FRIENDS closing comments to CRTC for 2021 CBC License Renewal

March 2nd, 2021

Licence renewals for the Canadian Broadcasting Corporations English-language audio-visual services, Final reply by the Friends of Canadian Broadcasting (FRIENDS)

FRIENDS wishes to thank the Commission for engaging so thoughtfully and intelligently with our intervention in the CBC license renewal proceedings.

As the process comes to a close, we thought it would be helpful to zoom out from the technical morass and re-center our thoughts on the central questions at hand.

At first glance, it appears as though the main issue in these proceedings has been the Commission's role in supervising and regulating CBC's digital activities. The Commission has already heard our view that CBC should be subject to cross-platform expenditure requirements that reflect the way the Corporation actually works. We must not dismiss transparency as a relic of the analogue age.

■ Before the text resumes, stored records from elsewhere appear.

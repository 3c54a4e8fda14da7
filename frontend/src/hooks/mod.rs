pub mod use_debounced_search;
pub mod use_media_selection;
pub mod use_session;
pub mod use_trips;
use shared::{ApiError, AuthResponse, LoginRequest};
use wasm_bindgen_futures::spawn_local;
use web_sys::HtmlInputElement;
use yew::prelude::*;

use super::error_banner::ErrorBanner;
use crate::page::Page;
use crate::services::api::ApiClient;
use crate::services::logging::Logger;

#[derive(Properties, PartialEq)]
pub struct LoginFormProps {
    pub api_client: ApiClient,
    pub on_login: Callback<AuthResponse>,
    pub on_navigate: Callback<Page>,
    /// Shown when the previous session was rejected by the server
    #[prop_or_default]
    pub session_expired: bool,
}

#[function_component(LoginForm)]
pub fn login_form(props: &LoginFormProps) -> Html {
    let username = use_state(String::new);
    let password = use_state(String::new);
    let submitting = use_state(|| false);
    let error = use_state(|| Option::<ApiError>::None);

    let on_username_change = {
        let username = username.clone();
        Callback::from(move |e: Event| {
            let input: HtmlInputElement = e.target_unchecked_into();
            username.set(input.value());
        })
    };

    let on_password_change = {
        let password = password.clone();
        Callback::from(move |e: Event| {
            let input: HtmlInputElement = e.target_unchecked_into();
            password.set(input.value());
        })
    };

    let on_submit = {
        let api_client = props.api_client.clone();
        let on_login = props.on_login.clone();
        let username = username.clone();
        let password = password.clone();
        let submitting = submitting.clone();
        let error = error.clone();

        Callback::from(move |e: SubmitEvent| {
            e.prevent_default();
            if *submitting {
                return;
            }

            let request = LoginRequest {
                username: username.trim().to_string(),
                password: (*password).clone(),
            };
            if request.username.is_empty() || request.password.is_empty() {
                error.set(Some(ApiError::invalid("username", "Identifiant et mot de passe requis")));
                return;
            }

            let api_client = api_client.clone();
            let on_login = on_login.clone();
            let submitting = submitting.clone();
            let error = error.clone();

            spawn_local(async move {
                submitting.set(true);
                error.set(None);

                match api_client.login(&request).await {
                    Ok(response) => on_login.emit(response),
                    Err(e) => {
                        Logger::warn_with_component("login", &format!("Login failed: {}", e));
                        error.set(Some(e));
                    }
                }

                submitting.set(false);
            });
        })
    };

    let to_register = {
        let on_navigate = props.on_navigate.clone();
        Callback::from(move |_: MouseEvent| on_navigate.emit(Page::Register))
    };

    html! {
        <div class="form-container">
            <div class="card">
                <h2>{"Connexion"}</h2>
                {if props.session_expired {
                    html! { <div class="form-message info">{"Votre session a expiré, reconnectez-vous."}</div> }
                } else { html! {} }}
                <ErrorBanner error={(*error).clone()} />
                <form class="form-group" onsubmit={on_submit}>
                    <div class="form-group">
                        <label for="username" class="form-label">{"Nom d'utilisateur"}</label>
                        <input
                            id="username"
                            type="text"
                            class="input"
                            value={(*username).clone()}
                            onchange={on_username_change}
                            disabled={*submitting}
                            required=true
                        />
                    </div>
                    <div class="form-group">
                        <label for="password" class="form-label">{"Mot de passe"}</label>
                        <input
                            id="password"
                            type="password"
                            class="input"
                            value={(*password).clone()}
                            onchange={on_password_change}
                            disabled={*submitting}
                            required=true
                        />
                    </div>
                    <button type="submit" class="auth-button" disabled={*submitting}>
                        {if *submitting { "Connexion..." } else { "Se connecter" }}
                    </button>
                    <div class="auth-footer">
                        <p>
                            {"Pas encore de compte ? "}
                            <a onclick={to_register}>{"S'inscrire"}</a>
                        </p>
                    </div>
                </form>
            </div>
        </div>
    }
}
//! Runtime environment helpers
//!
//! Thin wrapper around `common::env` to keep the server crate importing
//! `service::runtime::ensure_env` without depending directly on `common`.

/// Ensure the media root exists before `/media` is mounted.
pub async fn ensure_env(media_root: &str) -> anyhow::Result<()> {
    common::env::ensure_media_root(media_root).await
}
use sea_orm::{entity::prelude::*, Set, DatabaseConnection};
use serde::{Deserialize, Serialize};

use crate::errors::{self, require_len};
use crate::{portfolio_item, service};

/// Named grouping for services and portfolio items, listed by
/// `(display_order, name)`.
#[derive(Clone, Debug, PartialEq, Eq, DeriveEntityModel, Serialize, Deserialize)]
#[sea_orm(table_name = "category")]
pub struct Model {
    #[sea_orm(primary_key)]
    pub id: i32,
    #[sea_orm(unique)]
    pub name: String,
    #[sea_orm(column_type = "Text")]
    pub description: String,
    pub display_order: i32,
}

#[derive(Copy, Clone, Debug, EnumIter)]
pub enum Relation { Service, PortfolioItem }

impl RelationTrait for Relation {
    fn def(&self) -> RelationDef {
        match self {
            Relation::Service => Entity::has_many(service::Entity).into(),
            Relation::PortfolioItem => Entity::has_many(portfolio_item::Entity).into(),
        }
    }
}

impl Related<service::Entity> for Entity {
    fn to() -> RelationDef { Relation::Service.def() }
}

impl Related<portfolio_item::Entity> for Entity {
    fn to() -> RelationDef { Relation::PortfolioItem.def() }
}

impl ActiveModelBehavior for ActiveModel {}

pub async fn create(db: &DatabaseConnection, name: &str, description: &str, display_order: i32) -> Result<Model, errors::ModelError> {
    require_len("name", name, 100)?;
    let am = ActiveModel {
        name: Set(name.trim().to_string()),
        description: Set(description.to_string()),
        display_order: Set(display_order),
        ..Default::default()
    };
    am.insert(db).await.map_err(|e| errors::ModelError::Db(e.to_string()))
}

/// Delete a category. Its services and portfolio items go with it.
pub async fn delete(db: &DatabaseConnection, id: i32) -> Result<bool, errors::ModelError> {
    let res = Entity::delete_by_id(id).exec(db).await.map_err(|e| errors::ModelError::Db(e.to_string()))?;
    Ok(res.rows_affected > 0)
}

But the question of regulating digital is not just about the mechanics of regulation. It is fundamentally a question of trust. The real question before us is whether Canadians and the Commission can trust CBC/Radio-Canada to prioritize public service absent clear, comprehensive regulation which compels them to do so.

The answer is unambiguously "no", especially when considering the behaviour of the present management team during these proceedings and beyond.

Management’s posture towards the Commission was frankly shocking; not just aggressive but also disrespectful, bordering on disdainful.

In its final undertakings, management all but dared you to regulate the Corporation’s digital activities, suggesting all manner of calamities that would arise were you to do anything more than merely monitor their digital activities, and even then, they contest your jurisdiction to do so1.

Management’s representations to you also contained many patently false statements. Ms. Tait told the Commission that the public has not complained about Tandem, even though FRIENDS sent her a petition signed by more than 16,000 Canadians, calling for Tandem to be stopped. FRIENDS mentioned this in our opening remarks on January 18th and this correspondence is attached as Appendix 1, for added certainty. Ms. Tait further claimed that the CBC logo does not appear on Tandem articles even though it clearly does2. In the example depicted in Appendix 2, the CBC logo is the only visible logo after you scroll down.

Ms. Tait also claimed that the quality of news programming at the local and national levels has not been impacted by budget reductions, yet FRIENDS has obtained a record of correspondence between CBC journalists and Ms. Tait, wherein the journalists tell Ms. Tait that she “misled the CRTC” in this regard. The signatories convey their desperation, say that quality has “deteriorated significantly”, and that they cannot do their jobs with the resources allotted. The complete record is publicly available on FRIENDS website and we encourage you to read it in full3.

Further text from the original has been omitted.